假设要把样本集分为 k 个类别，算法描述如下：

适当选择 k 个类的初始中心
在第 i 次迭代中，对任意一个样本，求其到 k 个中心的距离，将该样本归到距离最短的中心所在的类
利用均值等方法更新该类的中心值
对于所有的 k 个聚类中心，如果利用上两步的迭代法更新后，值保持不变或者小于某个阈值，则迭代结束，否则继续迭代

import java.io.DataInput;
import java.io.DataOutput;
import java.io.IOException;
import org.apache.log4j.Logger;
import com.aliyun.odps.io.WritableRecord;
import com.aliyun.odps.graph.Aggregator;
import com.aliyun.odps.graph.ComputeContext;
import com.aliyun.odps.graph.GraphJob;
import com.aliyun.odps.graph.GraphLoader;
import com.aliyun.odps.graph.MutationContext;
import com.aliyun.odps.graph.Vertex;
import com.aliyun.odps.graph.WorkerContext;
import com.aliyun.odps.io.DoubleWritable;
import com.aliyun.odps.io.LongWritable;
import com.aliyun.odps.io.NullWritable;
import com.aliyun.odps.data.TableInfo;
import com.aliyun.odps.io.Text;
import com.aliyun.odps.io.Tuple;
import com.aliyun.odps.io.Writable;
public class Kmeans {
  private final static Logger LOG = Logger.getLogger(Kmeans.class);
  public static class KmeansVertex extends
      Vertex<Text, Tuple, NullWritable, NullWritable> {
    @Override
    public void compute(
        ComputeContext<Text, Tuple, NullWritable, NullWritable> context,
        Iterable<NullWritable> messages) throws IOException {
      context.aggregate(getValue());
    }
  }
  public static class KmeansVertexReader extends
      GraphLoader<Text, Tuple, NullWritable, NullWritable> {
    @Override
    public void load(LongWritable recordNum, WritableRecord record,
        MutationContext<Text, Tuple, NullWritable, NullWritable> context)
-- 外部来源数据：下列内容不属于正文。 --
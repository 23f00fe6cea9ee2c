//! Host settings with persistence
//!
//! Settings are saved to `~/.config/rideline/settings.toml`

use std::fs;
use std::path::PathBuf;

use anyhow::Context;
use rideline_camera::CameraConfig;
use serde::{Deserialize, Serialize};
use tracing::{info, warn};

/// All host settings
#[derive(Debug, Clone, Default, Serialize, Deserialize)]
#[serde(default)]
pub struct Settings {
    pub video: VideoSettings,
    pub camera: CameraConfig,
    pub playback: PlaybackSettings,
}

impl Settings {
    /// Get the config directory path
    fn config_dir() -> Option<PathBuf> {
        dirs::config_dir().map(|p| p.join("rideline"))
    }

    /// Get the settings file path
    fn settings_path() -> Option<PathBuf> {
        Self::config_dir().map(|p| p.join("settings.toml"))
    }

    /// Whether a settings file exists on disk
    pub fn is_saved() -> bool {
        Self::settings_path().is_some_and(|p| p.exists())
    }

    /// Load settings from disk, or return defaults if not found
    pub fn load() -> Self {
        let Some(path) = Self::settings_path() else {
            warn!("Could not determine config directory");
            return Self::default();
        };

        if !path.exists() {
            info!("No settings file found, using defaults");
            return Self::default();
        }

        match fs::read_to_string(&path) {
            Ok(content) => Self::parse(&content).unwrap_or_else(|e| {
                warn!("Failed to parse settings: {}, using defaults", e);
                Self::default()
            }),
            Err(e) => {
                warn!("Failed to read settings file: {}, using defaults", e);
                Self::default()
            }
        }
    }

    /// Parse settings from TOML. Missing keys keep their defaults.
    pub fn parse(content: &str) -> Result<Self, toml::de::Error> {
        toml::from_str(content)
    }

    /// Reject values the camera cannot run with
    pub fn validate(&self) -> anyhow::Result<()> {
        let zoom = self.playback.zoom;
        if !zoom.is_finite() || zoom <= 0.0 {
            anyhow::bail!("Invalid zoom {} in settings, must be positive", zoom);
        }
        if self.camera.checkpoint_interval == 0 {
            anyhow::bail!("Invalid camera checkpoint_interval 0 in settings, must be at least 1");
        }
        Ok(())
    }

    /// Save settings to disk
    pub fn save(&self) -> anyhow::Result<()> {
        let Some(dir) = Self::config_dir() else {
            anyhow::bail!("Could not determine config directory");
        };

        let path = dir.join("settings.toml");

        if !dir.exists() {
            fs::create_dir_all(&dir).with_context(|| format!("Failed to create {:?}", dir))?;
        }

        let content = toml::to_string_pretty(self)?;
        fs::write(&path, content).with_context(|| format!("Failed to write {:?}", path))?;
        info!("Saved settings to {:?}", path);
        Ok(())
    }
}

/// Render target settings
#[derive(Debug, Clone, Serialize, Deserialize)]
#[serde(default)]
pub struct VideoSettings {
    /// Render width in pixels
    pub width: u32,
    /// Render height in pixels
    pub height: u32,
}

impl Default for VideoSettings {
    fn default() -> Self {
        Self {
            width: 1280,
            height: 720,
        }
    }
}

impl VideoSettings {
    /// Get the resolution as a tuple
    pub fn resolution(&self) -> (u32, u32) {
        (self.width, self.height)
    }
}

/// Playback settings
#[derive(Debug, Clone, Serialize, Deserialize)]
#[serde(default)]
pub struct PlaybackSettings {
    /// Time scale multiplier
    pub speed: f64,
    /// Camera zoom (screen pixels per world unit)
    pub zoom: f64,
    /// Length of the headless run in simulated seconds
    pub duration_secs: f64,
}

impl Default for PlaybackSettings {
    fn default() -> Self {
        Self {
            speed: 1.0,
            zoom: 2.0,
            duration_secs: 20.0,
        }
    }
}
        throws IOException {
      KmeansVertex vertex = new KmeansVertex();
      vertex.setId(new Text(String.valueOf(recordNum.get())));
      vertex.setValue(new Tuple(record.getAll()));
      context.addVertexRequest(vertex);
    }
  }
  public static class KmeansAggrValue implements Writable {
    Tuple centers = new Tuple();
    Tuple sums = new Tuple();
    Tuple counts = new Tuple();
    @Override
    public void write(DataOutput out) throws IOException {
      centers.write(out);
      sums.write(out);
      counts.write(out);
    }
    @Override
    public void readFields(DataInput in) throws IOException {
      centers = new Tuple();
      centers.readFields(in);
      sums = new Tuple();
      sums.readFields(in);
      counts = new Tuple();
      counts.readFields(in);
    }
    @Override
    public String toString() {
      return "centers " + centers.toString() + ", sums " + sums.toString()
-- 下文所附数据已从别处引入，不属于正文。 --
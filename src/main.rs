//! Rideline - Headless playback of a line-rider track with a following camera
//!
//! Plays the demo track back at a fixed display rate, drives the camera the
//! way a renderer would, and optionally writes the per-tick camera trace.

mod demo;
mod settings;

use std::cell::RefCell;
use std::fs::File;
use std::io::BufWriter;
use std::path::{Path, PathBuf};
use std::rc::Rc;

use anyhow::{Context, Result};
use glam::DVec2;
use rideline_camera::CameraController;
use rideline_core::{PlaybackClock, PlaybackConfig, Rect};
use rideline_physics::Simulation;
use serde::Serialize;
use tracing::{debug, info, warn};
use tracing_subscriber::{EnvFilter, FmtSubscriber};

use settings::Settings;

/// Display ticks per second
const TICK_RATE: f64 = 60.0;
/// Simulated frame at which the demo edit is made
const EDIT_FRAME: usize = 200;
/// How far ahead of the playhead the edit lands
const EDIT_LEAD: usize = 40;
/// Simulated frame at which playback rewinds once
const REWIND_FRAME: usize = 480;
/// Frames jumped back by the rewind
const REWIND_FRAMES: usize = 120;

type SharedSimulation = Rc<RefCell<Simulation>>;

/// One display tick of the camera trace
#[derive(Debug, Clone, Serialize)]
struct TraceSample {
    tick: u64,
    frame: usize,
    blend: f64,
    rider: DVec2,
    camera: DVec2,
    viewport: Rect,
}

/// Application state
struct RidelineApp {
    simulation: SharedSimulation,
    camera: CameraController<SharedSimulation>,
    clock: PlaybackClock,
    screen: DVec2,
    zoom: f64,
    edited: bool,
    rewound: bool,
    trace: Vec<TraceSample>,
}

impl RidelineApp {
    fn new(settings: &Settings) -> Result<Self> {
        settings.validate()?;
        let zoom = settings.playback.zoom;

        let simulation = Rc::new(RefCell::new(
            demo::simulation().context("Failed to build demo track")?,
        ));
        let mut camera = CameraController::new(Rc::clone(&simulation), settings.camera.clone());

        let (width, height) = settings.video.resolution();
        let screen = DVec2::new(width as f64, height as f64);
        camera.on_resize(screen);

        let clock = PlaybackClock::new(PlaybackConfig {
            speed: settings.playback.speed,
            ..Default::default()
        });

        Ok(Self {
            simulation,
            camera,
            clock,
            screen,
            zoom,
            edited: false,
            rewound: false,
            trace: Vec::new(),
        })
    }

    /// One display tick: advance playback, apply scripted edits, place the camera
    fn update(&mut self, delta: f64) -> Result<()> {
        let before = self.clock.frame;
        self.clock.update(delta);
        self.clock.advance();

        if !self.edited && self.clock.frame >= EDIT_FRAME {
            self.edit_track()?;
        }
        if !self.rewound && self.clock.frame >= REWIND_FRAME {
            let target = self.clock.frame - REWIND_FRAMES;
            info!("Rewinding from frame {} to {}", self.clock.frame, target);
            self.clock.seek(target);
            self.rewound = true;
        }

        let frame = self.clock.frame;
        self.camera.set_frame(frame);
        self.camera.begin_frame(self.clock.blend(), self.zoom);
        let viewport = self.camera.viewport(self.zoom, self.screen.x, self.screen.y);
        let camera = viewport.center();
        let rider = self.simulation.borrow_mut().rider_at(frame).position;

        if frame / 40 != before / 40 {
            info!(
                "Frame {}: rider ({:.1}, {:.1}) camera ({:.1}, {:.1})",
                frame, rider.x, rider.y, camera.x, camera.y
            );
        }

        self.trace.push(TraceSample {
            tick: self.clock.tick_count,
            frame,
            blend: self.clock.blend(),
            rider,
            camera,
            viewport,
        });
        Ok(())
    }

    /// Drop a boost line in the rider's path and let the camera catch up
    fn edit_track(&mut self) -> Result<()> {
        let target = self.clock.frame + EDIT_LEAD;
        let mut simulation = self.simulation.borrow_mut();
        let ahead = simulation.rider_at(target).position;
        let (id, first) = simulation
            .add_line(demo::kicker_at(ahead))
            .context("Failed to add kicker line")?;
        drop(simulation);

        self.camera.invalidate_frame(first.max(1));
        self.edited = true;
        info!(
            "Added line {} at ({:.1}, {:.1}), replaying from frame {}",
            id, ahead.x, ahead.y, first
        );
        Ok(())
    }

    fn write_trace(&self, path: &Path) -> Result<()> {
        let file = File::create(path).with_context(|| format!("Failed to create {:?}", path))?;
        serde_json::to_writer_pretty(BufWriter::new(file), &self.trace)
            .with_context(|| format!("Failed to write trace to {:?}", path))?;
        info!("Wrote {} trace samples to {:?}", self.trace.len(), path);
        Ok(())
    }
}

fn main() -> Result<()> {
    // Initialize logging
    let filter = EnvFilter::try_from_default_env().unwrap_or_else(|_| EnvFilter::new("info"));
    let subscriber = FmtSubscriber::builder()
        .with_env_filter(filter)
        .with_target(false)
        .finish();
    tracing::subscriber::set_global_default(subscriber).context("Failed to set subscriber")?;

    info!("Starting rideline...");

    let trace_path = std::env::args_os().nth(1).map(PathBuf::from);

    let settings = Settings::load();
    if !Settings::is_saved() {
        if let Err(e) = settings.save() {
            warn!("Could not write default settings: {:#}", e);
        }
    }
    debug!("{:?}", settings);

    let mut app = RidelineApp::new(&settings)?;
    info!(
        "Camera: {} strategy, {:?} sizing, zoom {}",
        settings.camera.strategy.name(),
        settings.camera.sizing,
        app.zoom
    );

    let ticks = (settings.playback.duration_secs.max(0.0) * TICK_RATE).round() as u64;
    let delta = 1.0 / TICK_RATE;
    for _ in 0..ticks {
        app.update(delta)?;
    }

    info!(
        "Finished at frame {} after {} ticks ({} frames simulated)",
        app.clock.frame,
        app.clock.tick_count,
        app.simulation.borrow().cached_frames()
    );

    if let Some(path) = trace_path {
        app.write_trace(&path)?;
    }
    Ok(())
}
          + ", counts " + counts.toString();
    }
  }
  public static class KmeansAggregator extends Aggregator<KmeansAggrValue> {
    @SuppressWarnings("rawtypes")
    @Override
    public KmeansAggrValue createInitialValue(WorkerContext context)
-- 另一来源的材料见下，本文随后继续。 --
//! Point-mass rider state

use glam::DVec2;
use rideline_core::RiderState;
use serde::{Deserialize, Serialize};

/// A single point mass integrated with position Verlet.
///
/// Velocity is implicit: `position - previous`.
#[derive(Debug, Clone, Copy, PartialEq, Serialize, Deserialize)]
pub struct Rider {
    /// Position at this frame
    pub position: DVec2,
    /// Position one frame earlier
    pub previous: DVec2,
}

impl Rider {
    /// A rider at rest
    pub fn at(position: DVec2) -> Self {
        Self {
            position,
            previous: position,
        }
    }

    /// A rider moving with the given per-frame velocity
    pub fn with_velocity(position: DVec2, velocity: DVec2) -> Self {
        Self {
            position,
            previous: position - velocity,
        }
    }

    /// Displacement over the last frame
    pub fn velocity(&self) -> DVec2 {
        self.position - self.previous
    }
}

impl Default for Rider {
    fn default() -> Self {
        Self::at(DVec2::ZERO)
    }
}

impl RiderState for Rider {
    fn calculate_center(&self) -> DVec2 {
        self.position
    }
}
        throws IOException {
      KmeansAggrValue aggrVal = null;
      if (context.getSuperstep() == 0) {
        aggrVal = new KmeansAggrValue();
        aggrVal.centers = new Tuple();
        aggrVal.sums = new Tuple();
        aggrVal.counts = new Tuple();
        byte[] centers = context.readCacheFile("centers");
        String lines[] = new String(centers).split("n");
        for (int i = 0; i < lines.length; i++) {
          String[] ss = lines[i].split(",");
          Tuple center = new Tuple();
          Tuple sum = new Tuple();
          for (int j = 0; j < ss.length; ++j) {
            center.append(new DoubleWritable(Double.valueOf(ss[j].trim())));
            sum.append(new DoubleWritable(0.0));
          }
          LongWritable count = new LongWritable(0);
          aggrVal.sums.append(sum);
          aggrVal.counts.append(count);
          aggrVal.centers.append(center);
        }
      } else {
        aggrVal = (KmeansAggrValue) context.getLastAggregatedValue(0);
      }
      return aggrVal;
    }
    @Override
    public void aggregate(KmeansAggrValue value, Object item) {
      int min = 0;
      double mindist = Double.MAX_VALUE;
      Tuple point = (Tuple) item;
      for (int i = 0; i < value.centers.size(); i++) {
        Tuple center = (Tuple) value.centers.get(i);
        // use Euclidean Distance, no need to calculate sqrt
        double dist = 0.0d;
        for (int j = 0; j < center.size(); j++) {
          double v = ((DoubleWritable) point.get(j)).get()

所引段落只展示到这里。